Action item
Within the listing below, how many lines feature the word "Status"? Reply with only that number.

Information shown
/// Bars grouped side by side, or stacked when the config stacks its axes.
/// Horizontal bars put categories on the y axis.
fn draw_bars<DB: DrawingBackend>(
    root: &DrawingArea<DB, Shift>,
    config: &ChartConfig,
    title: Option<&str>,
    horizontal: bool,
) -> Result<()> {
    let labels = &config.data.labels;
    let n = labels.len();
    let stacked = config.is_stacked();
    let series: Vec<Vec<f64>> = config.data.datasets.iter().map(|d| values(d, n)).collect();
    let (lo, hi) = value_range(&series, n, stacked)?;

    // Categories sit on integer positions so the mesh ticks line up with bars
    let cat_range = -0.5..(n as f64 - 0.5);
    let (x_range, y_range) = if horizontal { (lo..hi, cat_range) } else { (cat_range, lo..hi) };

    let mut chart = ChartBuilder::on(root)
        .margin(10)
        .caption(title.unwrap_or(""), (FONT, 20))
        .x_label_area_size(40)
        .y_label_area_size(if horizontal { 120 } else { 50 })
        .build_cartesian_2d(x_range, y_range)
        .draw_context("build chart")?;

    let category_label = |v: &f64| -> String {
        let idx = v.round();
        if (v - idx).abs() > 1e-6 || idx < 0.0 {
            return String::new();
        }
        labels.get(idx as usize).cloned().unwrap_or_default()
    };

    let mut mesh = chart.configure_mesh();
    if horizontal {
        mesh.y_labels(n).y_label_formatter(&category_label);
    } else {
        mesh.x_labels(n).x_label_formatter(&category_label);
    }
    mesh.draw().draw_context("draw mesh")?;

    let fallback = FixedPalette::category10();
    let place = |cat: f64, val: f64| if horizontal { (val, cat) } else { (cat, val) };
    let slot = BAR_WIDTH / series.len().max(1) as f64;
    let mut offsets = vec![0.0; n];

    for (s, (dataset, values)) in config.data.datasets.iter().zip(&series).enumerate() {
        let rects: Vec<Rectangle<(f64, f64)>> = values
            .iter()
            .enumerate()
            .map(|(i, &v)| {
                let center = i as f64;
                let (c0, c1, v0, v1) = if stacked {
                    let base = offsets[i];
                    offsets[i] += v;
                    (center - BAR_WIDTH / 2.0, center + BAR_WIDTH / 2.0, base, base + v)
                } else {
                    let left = center - BAR_WIDTH / 2.0 + s as f64 * slot;
                    (left, left + slot, 0.0, v)
                };
                let color = point_color(dataset, i, fallback.get(s));
                Rectangle::new([place(c0, v0), place(c1, v1)], color.filled())
            })
            .collect();

        let legend_color = point_color(dataset, 0, fallback.get(s));
        chart
            .draw_series(rects)
            .draw_context("draw bars")?
            .label(dataset.label.clone())
            .legend(move |(x, y)| Rectangle::new([(x, y - 5), (x + 10, y + 5)], legend_color.filled()));
    }

    chart
        .configure_series_labels()
        .position(SeriesLabelPosition::UpperRight)
        .background_style(&WHITE.mix(0.8))
        .border_style(&BLACK)
        .draw()
        .draw_context("draw legend")?;

    Ok(())
}

/// Pie or doughnut from the first dataset, legend on the right
fn draw_wedges<DB: DrawingBackend>(
    root: &DrawingArea<DB, Shift>,
    config: &ChartConfig,
    title: Option<&str>,
) -> Result<()> {
    let dataset = config
        .data
        .datasets
        .first()
        .ok_or_else(|| anyhow!("Cannot render {} chart without a dataset", config.kind))?;
    let labels = &config.data.labels;
    let values: Vec<f64> = values(dataset, labels.len()).into_iter().map(|v| v.max(0.0)).collect();
    let total: f64 = values.iter().sum();
    if !total.is_finite() {
        bail!("Cannot render {} chart with non-finite values", config.kind);
    }
    if total <= 0.0 {
        bail!("Cannot render {} chart with a zero total", config.kind);
    }

    let area = match title {
        Some(t) => root.titled(t, (FONT, 20).into_font()).draw_context("draw caption")?,
        None => root.clone(),
    };
    let (w, _) = area.dim_in_pixel();
    let (pie_area, legend_area) = area.split_horizontally((w as i32) * 7 / 10);

    let (pw, ph) = pie_area.dim_in_pixel();
    let center = ((pw / 2) as i32, (ph / 2) as i32);
    let radius = pw.min(ph) as f64 * 0.4;
    let fallback = FixedPalette::category10();

    // chart.js starts at twelve o'clock and sweeps clockwise
    let mut angle = -PI / 2.0;
    for (i, &v) in values.iter().enumerate() {
        let sweep = v / total * 2.0 * PI;
        if sweep <= 0.0 {
            continue;
        }
        let steps = ((sweep.to_degrees()).ceil() as usize).max(2);
        let mut points = Vec::with_capacity(steps + 2);
        points.push(center);
        for k in 0..=steps {
            let a = angle + sweep * k as f64 / steps as f64;
            points.push((
                center.0 + (radius * a.cos()).round() as i32,
                center.1 + (radius * a.sin()).round() as i32,
            ));
        }
        let color = point_color(dataset, i, fallback.get(i));
        pie_area
            .draw(&Polygon::new(points, color.filled()))
            .draw_context("draw wedge")?;
        angle += sweep;
    }

    let cutout = config.options.cutout_percentage.unwrap_or(0);
    if cutout > 0 {
        let inner = (radius * cutout as f64 / 100.0).round() as i32;
        pie_area
            .draw(&Circle::new(center, inner, WHITE.filled()))
            .draw_context("draw cutout")?;
    }

    for (i, label) in labels.iter().enumerate() {
        let y = 20 + i as i32 * 20;
        let color = point_color(dataset, i, fallback.get(i));
        legend_area
            .draw(&Rectangle::new([(10, y), (24, y + 14)], color.filled()))
            .draw_context("draw legend")?;
        legend_area
            .draw(&Text::new(label.clone(), (30, y), (FONT, 14).into_font()))
            .draw_context("draw legend")?;
    }

    Ok(())
}

/// Dataset values padded or truncated to the label count; gaps become 0
fn values(dataset: &Dataset, n: usize) -> Vec<f64> {
    (0..n)
        .map(|i| dataset.data.get(i).copied().flatten().unwrap_or(0.0))
        .collect()
}

/// Value axis extent, always including 0, with 5% headroom.
/// Fails on infinite or NaN values, which have no drawable extent.
fn value_range(series: &[Vec<f64>], n: usize, stacked: bool) -> Result<(f64, f64)> {
    if series.iter().flatten().any(|v| !v.is_finite()) {
        bail!("Cannot render chart with non-finite values");
    }

    let mut min: f64 = 0.0;
    let mut max: f64 = 0.0;

    if stacked {
        for i in 0..n {
            let sum: f64 = series.iter().map(|s| s[i]).sum();
            max = max.max(sum);
            min = min.min(sum);
        }
    } else {
        for v in series.iter().flatten() {
            max = max.max(*v);
            min = min.min(*v);
        }
    }

    if !(min.is_finite() && max.is_finite()) {
        bail!("Cannot render chart: stacked values overflow");
    }
    if min == max {
        return Ok((0.0, 1.0));
    }
    let padding = (max - min) * 0.05;
    Ok((if min < 0.0 { min - padding } else { min }, max + padding))
}

fn point_color(dataset: &Dataset, idx: usize, fallback: Rgb) -> RGBColor {
    let rgb = dataset
        .background_color
        .at(idx)
        .and_then(|c| c.parse::<Rgb>().ok())
        .unwrap_or(fallback);
    RGBColor(rgb.r, rgb.g, rgb.b)
}

#[cfg(test)]
mod tests {
    use super::*;
    use crate::chart::{base_config, BackgroundColor, ChartData};

    const PNG_SIGNATURE: [u8; 8] = [137, 80, 78, 71, 13, 10, 26, 10];

    fn dataset(label: &str, data: Vec<f64>, color: BackgroundColor) -> Dataset {
        Dataset {
            label: label.to_string(),
            data: data.into_iter().map(Some).collect(),
            background_color: color,
            stack: None,
        }
    }

    fn config(kind: ChartKind, stacked: bool, labels: &[&str], datasets: Vec<Dataset>) -> ChartConfig {
        base_config(kind, stacked).with_data(ChartData {
            labels: labels.iter().map(|s| s.to_string()).collect(),
            datasets,
        })
    }

    fn small() -> RenderOptions {
        RenderOptions { width: 320, height: 240, format: OutputFormat::Png }
    }

    #[test]
    fn test_value_range_includes_zero() {
        assert_eq!(value_range(&[vec![2.0, 4.0]], 2, false).unwrap(), (0.0, 4.2));
        assert_eq!(value_range(&[vec![0.0]], 1, false).unwrap(), (0.0, 1.0));
        let (lo, hi) = value_range(&[vec![-2.0, 2.0]], 2, false).unwrap();
        assert!(lo < -2.0 && hi > 2.0);
    }

    #[test]
    fn test_value_range_stacked_sums() {
        let (_, hi) = value_range(&[vec![1.0, 2.0], vec![5.0, 0.0]], 2, true).unwrap();
        assert!((hi - 6.3).abs() < 1e-9);
    }

    #[test]
    fn test_value_range_rejects_non_finite() {
        assert!(value_range(&[vec![f64::INFINITY, 2.0]], 2, false).is_err());
        assert!(value_range(&[vec![f64::NAN]], 1, true).is_err());
        assert!(value_range(&[vec![f64::MAX], vec![f64::MAX]], 1, true).is_err());
    }

    #[test]
    fn test_render_infinite_bar_is_error() {
        let c = config(
            ChartKind::Bar,
            false,
            &["New", "Open"],
            vec![dataset("Cases", vec![f64::INFINITY, 2.0], BackgroundColor::PerPoint(vec![]))],
        );
        let err = render_chart(&c, None, &small()).unwrap_err();
        assert!(err.to_string().contains("non-finite"));
    }

    #[test]
    fn test_render_csv_infinity_as_gap() {
        use crate::csv_reader::read_rows;
        use crate::palette::FixedPalette;
        use crate::reshape::unstacked_data;

        let rows = read_rows("Status,CaseCount\nNew,inf\nOpen,2\n".as_bytes()).unwrap();
        let data = unstacked_data(&rows.rows, "Status", "CaseCount", "Cases", FixedPalette::category10());
        assert_eq!(data.datasets[0].data, vec![None, Some(2.0)]);

        let png = render_chart(&base_config(ChartKind::Bar, false).with_data(data), None, &small()).unwrap();
        assert_eq!(&png[0..8], &PNG_SIGNATURE);
    }

    #[test]
    fn test_render_zero_size_is_error() {
        let c = config(
            ChartKind::Bar,
            false,
            &["New"],
            vec![dataset("Cases", vec![1.0], BackgroundColor::PerPoint(vec![]))],
        );
        let options = RenderOptions { width: 0, height: 240, format: OutputFormat::Png };
        let err = render_chart(&c, None, &options).unwrap_err();
        assert!(err.to_string().contains("non-zero"));
    }

    #[test]
    fn test_render_oversized_png_is_error() {
        let c = config(
            ChartKind::Bar,
            false,
            &["New"],
            vec![dataset("Cases", vec![1.0], BackgroundColor::PerPoint(vec![]))],
        );
        let options = RenderOptions { width: u32::MAX, height: u32::MAX, format: OutputFormat::Png };
        let err = render_chart(&c, None, &options).unwrap_err();
        assert!(err.to_string().contains("too large"));
    }

    #[test]
    fn test_values_fill_gaps() {
        let d = Dataset {
            label: "x".into(),
            data: vec![Some(1.0), None],
            background_color: BackgroundColor::Single("rgb(0,0,0)".into()),
            stack: None,
        };
        assert_eq!(values(&d, 3), vec![1.0, 0.0, 0.0]);
    }

    #[test]
    fn test_point_color_fallback() {
        let d = dataset("x", vec![1.0], BackgroundColor::PerPoint(vec!["rgb(9,8,7)".into()]));
        assert_eq!(point_color(&d, 0, Rgb::new(0, 0, 0)), RGBColor(9, 8, 7));
        assert_eq!(point_color(&d, 1, Rgb::new(1, 2, 3)), RGBColor(1, 2, 3));
    }

    #[test]
    fn test_render_bar_png() {
        let c = config(
            ChartKind::Bar,
            false,
            &["New", "Open"],
            vec![dataset("Cases", vec![3.0, 5.0], BackgroundColor::Single("rgb(54,162,235)".into()))],
        );
        let png = render_chart(&c, Some("Open Cases"), &small()).unwrap();
        assert_eq!(&png[0..8], &PNG_SIGNATURE);
    }

    #[test]
    fn test_render_stacked_horizontal_png() {
        let c = config(
            ChartKind::HorizontalBar,
            true,
            &["Ana", "Bo"],
            vec![
                dataset("New", vec![1.0, 2.0], BackgroundColor::Single("rgb(255,0,0)".into())),
                dataset("Open", vec![5.0, 0.0], BackgroundColor::Single("rgb(0,0,255)".into())),
            ],
        );
        let png = render_chart(&c, None, &small()).unwrap();
        assert_eq!(&png[0..8], &PNG_SIGNATURE);
    }

    #[test]
    fn test_render_doughnut_svg() {
        let c = config(
            ChartKind::Doughnut,
            false,
            &["New", "Open", "Closed"],
            vec![dataset("Status", vec![1.0, 2.0, 3.0], BackgroundColor::PerPoint(vec![]))],
        );
        let options = RenderOptions { format: OutputFormat::Svg, ..small() };
        let svg = String::from_utf8(render_chart(&c, Some("By Status"), &options).unwrap()).unwrap();
        assert!(svg.starts_with("<svg"));
        assert!(svg.contains("<polygon"));
    }

    #[test]
    fn test_render_empty_is_error() {
        let c = config(ChartKind::Bar, false, &[], vec![]);
        let err = render_chart(&c, None, &small()).unwrap_err();
        assert!(err.to_string().contains("no data"));
    }

    #[test]
    fn test_render_pie_zero_total_is_error() {
        let c = config(
            ChartKind::Pie,
            false,
            &["New"],
            vec![dataset("Status", vec![0.0], BackgroundColor::PerPoint(vec![]))],
        );
        let err = render_chart(&c, None, &small()).unwrap_err();
        assert!(err.to_string().contains("zero total"));
    }

    #[test]
    fn test_render_unknown_kind_is_error() {
        let c = config(
            ChartKind::Other("radar".into()),
            false,
            &["a"],
            vec![dataset("x", vec![1.0], BackgroundColor::PerPoint(vec![]))],
        );
        let err = render_chart(&c, None, &small()).unwrap_err();
        assert!(err.to_string().contains("radar"));
    }
}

Written solution
5